* DIRECTIONS FOR THIS TASK: Determine how many lines in the records include "sleep". Write the number and nothing more.

Collected data entries
● ● ● ●
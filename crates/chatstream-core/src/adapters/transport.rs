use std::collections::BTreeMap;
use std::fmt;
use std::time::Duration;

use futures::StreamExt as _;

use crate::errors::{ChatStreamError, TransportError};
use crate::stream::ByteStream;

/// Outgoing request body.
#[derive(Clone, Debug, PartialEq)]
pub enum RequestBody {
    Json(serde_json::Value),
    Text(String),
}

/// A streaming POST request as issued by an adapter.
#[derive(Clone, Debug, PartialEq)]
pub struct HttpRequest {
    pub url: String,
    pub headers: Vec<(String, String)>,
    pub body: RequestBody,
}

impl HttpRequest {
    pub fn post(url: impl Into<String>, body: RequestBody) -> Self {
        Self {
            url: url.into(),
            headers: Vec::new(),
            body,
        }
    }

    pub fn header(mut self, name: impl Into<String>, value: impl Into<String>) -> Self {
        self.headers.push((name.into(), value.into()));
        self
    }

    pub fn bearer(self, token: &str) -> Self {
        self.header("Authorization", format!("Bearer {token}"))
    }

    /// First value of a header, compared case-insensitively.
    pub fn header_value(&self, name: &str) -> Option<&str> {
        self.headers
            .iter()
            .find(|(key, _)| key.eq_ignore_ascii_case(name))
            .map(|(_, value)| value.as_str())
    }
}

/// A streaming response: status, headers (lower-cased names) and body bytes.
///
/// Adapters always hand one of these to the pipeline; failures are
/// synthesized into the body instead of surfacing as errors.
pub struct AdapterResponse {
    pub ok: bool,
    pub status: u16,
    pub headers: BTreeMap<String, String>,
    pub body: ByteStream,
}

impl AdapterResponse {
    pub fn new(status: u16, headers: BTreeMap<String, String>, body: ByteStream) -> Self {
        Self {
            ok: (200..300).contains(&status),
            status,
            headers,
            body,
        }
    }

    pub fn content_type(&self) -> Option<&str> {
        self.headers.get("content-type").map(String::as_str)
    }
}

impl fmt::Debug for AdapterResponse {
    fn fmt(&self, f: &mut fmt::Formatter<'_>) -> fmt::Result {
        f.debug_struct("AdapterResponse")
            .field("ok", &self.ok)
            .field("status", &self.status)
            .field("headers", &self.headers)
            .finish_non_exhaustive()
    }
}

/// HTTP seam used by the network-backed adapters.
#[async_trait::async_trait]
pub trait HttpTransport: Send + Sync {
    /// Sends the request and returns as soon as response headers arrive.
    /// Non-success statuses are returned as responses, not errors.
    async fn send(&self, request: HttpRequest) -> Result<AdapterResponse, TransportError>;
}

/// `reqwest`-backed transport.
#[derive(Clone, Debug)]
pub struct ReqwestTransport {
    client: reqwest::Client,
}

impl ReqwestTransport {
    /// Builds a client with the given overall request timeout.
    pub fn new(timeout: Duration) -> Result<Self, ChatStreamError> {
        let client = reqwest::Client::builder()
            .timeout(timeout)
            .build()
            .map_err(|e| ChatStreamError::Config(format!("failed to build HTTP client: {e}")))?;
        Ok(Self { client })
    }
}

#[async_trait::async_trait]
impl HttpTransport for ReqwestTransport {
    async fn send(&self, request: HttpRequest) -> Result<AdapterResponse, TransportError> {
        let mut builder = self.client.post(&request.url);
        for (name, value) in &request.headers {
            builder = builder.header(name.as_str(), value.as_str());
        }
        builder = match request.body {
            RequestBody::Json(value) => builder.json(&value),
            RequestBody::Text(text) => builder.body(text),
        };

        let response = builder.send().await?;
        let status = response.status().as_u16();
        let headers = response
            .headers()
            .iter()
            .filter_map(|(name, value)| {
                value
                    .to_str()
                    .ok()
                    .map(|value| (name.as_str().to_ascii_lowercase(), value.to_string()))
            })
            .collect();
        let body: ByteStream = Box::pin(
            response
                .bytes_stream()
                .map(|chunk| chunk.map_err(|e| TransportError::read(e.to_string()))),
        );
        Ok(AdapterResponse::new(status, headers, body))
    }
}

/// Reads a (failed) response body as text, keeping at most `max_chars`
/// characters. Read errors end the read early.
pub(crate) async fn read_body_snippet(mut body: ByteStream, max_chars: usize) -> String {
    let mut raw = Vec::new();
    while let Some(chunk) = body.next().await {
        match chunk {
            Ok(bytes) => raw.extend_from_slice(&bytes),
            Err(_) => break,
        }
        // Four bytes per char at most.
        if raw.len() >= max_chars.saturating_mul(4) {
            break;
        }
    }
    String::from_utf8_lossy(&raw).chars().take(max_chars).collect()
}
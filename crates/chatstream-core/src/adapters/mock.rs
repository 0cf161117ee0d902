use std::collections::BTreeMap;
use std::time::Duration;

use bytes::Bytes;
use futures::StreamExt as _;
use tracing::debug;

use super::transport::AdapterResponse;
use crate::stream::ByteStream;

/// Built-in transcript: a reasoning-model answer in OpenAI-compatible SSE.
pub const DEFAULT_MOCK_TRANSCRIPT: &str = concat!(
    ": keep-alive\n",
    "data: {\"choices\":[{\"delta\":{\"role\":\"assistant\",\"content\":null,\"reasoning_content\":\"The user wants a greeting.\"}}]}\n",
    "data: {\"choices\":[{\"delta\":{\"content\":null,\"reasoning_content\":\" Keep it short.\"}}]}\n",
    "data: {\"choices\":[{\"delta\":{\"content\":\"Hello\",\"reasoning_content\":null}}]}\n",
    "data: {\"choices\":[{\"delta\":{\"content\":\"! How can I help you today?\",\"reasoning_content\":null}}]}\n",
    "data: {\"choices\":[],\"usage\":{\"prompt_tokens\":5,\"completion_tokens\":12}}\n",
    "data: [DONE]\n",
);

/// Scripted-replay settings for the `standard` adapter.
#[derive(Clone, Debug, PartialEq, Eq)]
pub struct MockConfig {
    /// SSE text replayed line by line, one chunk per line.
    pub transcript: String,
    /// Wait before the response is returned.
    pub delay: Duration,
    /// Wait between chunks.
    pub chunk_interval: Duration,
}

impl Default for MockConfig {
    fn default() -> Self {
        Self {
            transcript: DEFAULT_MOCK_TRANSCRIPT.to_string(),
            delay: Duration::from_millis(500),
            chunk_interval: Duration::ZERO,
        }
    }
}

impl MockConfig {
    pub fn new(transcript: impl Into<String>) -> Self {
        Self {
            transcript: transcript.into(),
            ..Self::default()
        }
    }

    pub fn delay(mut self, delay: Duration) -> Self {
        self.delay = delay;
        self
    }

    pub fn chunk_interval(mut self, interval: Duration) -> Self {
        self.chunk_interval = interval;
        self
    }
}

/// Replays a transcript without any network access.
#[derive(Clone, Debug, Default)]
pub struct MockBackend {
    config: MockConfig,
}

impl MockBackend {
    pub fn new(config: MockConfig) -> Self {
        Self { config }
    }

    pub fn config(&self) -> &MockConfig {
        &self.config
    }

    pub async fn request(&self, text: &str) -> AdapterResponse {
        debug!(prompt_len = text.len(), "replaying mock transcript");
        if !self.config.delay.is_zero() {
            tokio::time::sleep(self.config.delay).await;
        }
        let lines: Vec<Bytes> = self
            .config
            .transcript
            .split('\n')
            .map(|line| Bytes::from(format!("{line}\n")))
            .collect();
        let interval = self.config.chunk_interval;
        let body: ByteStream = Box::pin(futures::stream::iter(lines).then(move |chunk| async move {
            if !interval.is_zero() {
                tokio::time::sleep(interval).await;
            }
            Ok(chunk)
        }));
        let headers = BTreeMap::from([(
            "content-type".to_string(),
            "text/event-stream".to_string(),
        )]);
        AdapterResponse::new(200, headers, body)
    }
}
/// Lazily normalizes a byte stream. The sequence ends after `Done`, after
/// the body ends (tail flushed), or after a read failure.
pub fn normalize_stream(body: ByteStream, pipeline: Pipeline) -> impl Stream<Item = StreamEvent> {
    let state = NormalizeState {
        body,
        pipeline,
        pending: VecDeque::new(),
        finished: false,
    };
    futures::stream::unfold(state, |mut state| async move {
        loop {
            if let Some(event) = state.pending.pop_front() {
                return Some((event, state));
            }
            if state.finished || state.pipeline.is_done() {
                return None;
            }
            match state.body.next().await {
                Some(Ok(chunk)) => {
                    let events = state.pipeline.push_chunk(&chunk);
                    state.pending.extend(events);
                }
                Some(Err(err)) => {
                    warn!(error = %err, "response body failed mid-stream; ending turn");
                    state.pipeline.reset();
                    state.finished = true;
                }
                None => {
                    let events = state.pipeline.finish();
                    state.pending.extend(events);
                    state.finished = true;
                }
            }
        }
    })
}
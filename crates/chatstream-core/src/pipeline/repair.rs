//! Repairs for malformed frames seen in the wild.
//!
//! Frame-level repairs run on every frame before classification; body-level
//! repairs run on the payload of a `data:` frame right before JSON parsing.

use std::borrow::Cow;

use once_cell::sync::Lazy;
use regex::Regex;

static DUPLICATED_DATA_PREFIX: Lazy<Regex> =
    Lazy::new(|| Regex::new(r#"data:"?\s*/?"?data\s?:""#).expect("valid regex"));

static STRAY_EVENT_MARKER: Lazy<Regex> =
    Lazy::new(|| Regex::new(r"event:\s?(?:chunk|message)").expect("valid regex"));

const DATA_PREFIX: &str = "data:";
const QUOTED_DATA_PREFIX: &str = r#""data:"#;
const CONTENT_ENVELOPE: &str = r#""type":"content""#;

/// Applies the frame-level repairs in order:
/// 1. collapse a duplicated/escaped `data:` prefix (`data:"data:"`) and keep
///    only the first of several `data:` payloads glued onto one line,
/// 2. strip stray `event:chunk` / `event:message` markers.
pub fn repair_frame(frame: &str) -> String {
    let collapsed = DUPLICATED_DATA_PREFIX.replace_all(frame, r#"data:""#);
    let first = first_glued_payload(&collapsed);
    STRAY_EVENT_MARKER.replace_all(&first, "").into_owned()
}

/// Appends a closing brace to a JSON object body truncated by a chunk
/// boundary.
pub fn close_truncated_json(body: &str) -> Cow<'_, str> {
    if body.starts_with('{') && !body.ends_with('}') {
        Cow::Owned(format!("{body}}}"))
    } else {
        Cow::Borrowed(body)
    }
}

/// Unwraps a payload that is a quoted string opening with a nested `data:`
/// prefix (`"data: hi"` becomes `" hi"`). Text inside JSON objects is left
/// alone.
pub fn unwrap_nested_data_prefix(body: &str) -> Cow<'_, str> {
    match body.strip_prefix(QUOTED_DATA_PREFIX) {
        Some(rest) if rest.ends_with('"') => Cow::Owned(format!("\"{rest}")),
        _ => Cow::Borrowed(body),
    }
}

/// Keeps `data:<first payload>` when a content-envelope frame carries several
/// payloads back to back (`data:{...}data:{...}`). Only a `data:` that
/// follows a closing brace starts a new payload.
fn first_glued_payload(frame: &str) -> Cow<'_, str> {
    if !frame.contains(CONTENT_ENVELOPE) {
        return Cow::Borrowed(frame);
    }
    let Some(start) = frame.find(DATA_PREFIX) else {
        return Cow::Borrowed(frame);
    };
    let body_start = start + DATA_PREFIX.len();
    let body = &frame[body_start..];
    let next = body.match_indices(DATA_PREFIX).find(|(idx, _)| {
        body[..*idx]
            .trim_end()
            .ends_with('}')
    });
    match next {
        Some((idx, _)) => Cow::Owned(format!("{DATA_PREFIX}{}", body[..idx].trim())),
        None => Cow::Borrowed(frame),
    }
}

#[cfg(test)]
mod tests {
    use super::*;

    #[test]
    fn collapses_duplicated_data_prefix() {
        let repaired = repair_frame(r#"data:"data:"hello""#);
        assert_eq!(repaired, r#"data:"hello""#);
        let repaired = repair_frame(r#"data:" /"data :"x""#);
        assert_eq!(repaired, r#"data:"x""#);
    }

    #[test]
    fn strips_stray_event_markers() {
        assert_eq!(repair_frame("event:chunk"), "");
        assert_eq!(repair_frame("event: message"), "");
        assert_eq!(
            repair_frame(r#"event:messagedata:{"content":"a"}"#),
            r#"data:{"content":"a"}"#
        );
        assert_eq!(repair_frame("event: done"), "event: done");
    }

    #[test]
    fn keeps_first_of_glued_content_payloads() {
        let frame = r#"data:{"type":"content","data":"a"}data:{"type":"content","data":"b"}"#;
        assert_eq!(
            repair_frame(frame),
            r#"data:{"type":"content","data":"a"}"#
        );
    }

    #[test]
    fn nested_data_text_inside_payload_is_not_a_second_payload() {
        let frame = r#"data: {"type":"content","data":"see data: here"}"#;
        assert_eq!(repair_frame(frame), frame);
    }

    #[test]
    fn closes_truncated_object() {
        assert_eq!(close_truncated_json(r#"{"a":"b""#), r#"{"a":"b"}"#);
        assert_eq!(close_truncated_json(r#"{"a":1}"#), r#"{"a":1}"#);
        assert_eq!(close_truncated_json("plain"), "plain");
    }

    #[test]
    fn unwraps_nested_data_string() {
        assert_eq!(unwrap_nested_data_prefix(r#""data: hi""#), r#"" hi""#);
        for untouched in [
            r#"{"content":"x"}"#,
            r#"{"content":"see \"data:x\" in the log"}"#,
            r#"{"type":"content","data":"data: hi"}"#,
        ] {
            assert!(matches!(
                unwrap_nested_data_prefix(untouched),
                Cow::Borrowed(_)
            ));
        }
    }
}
● ● ● ●
* RESPONSE BOX: 2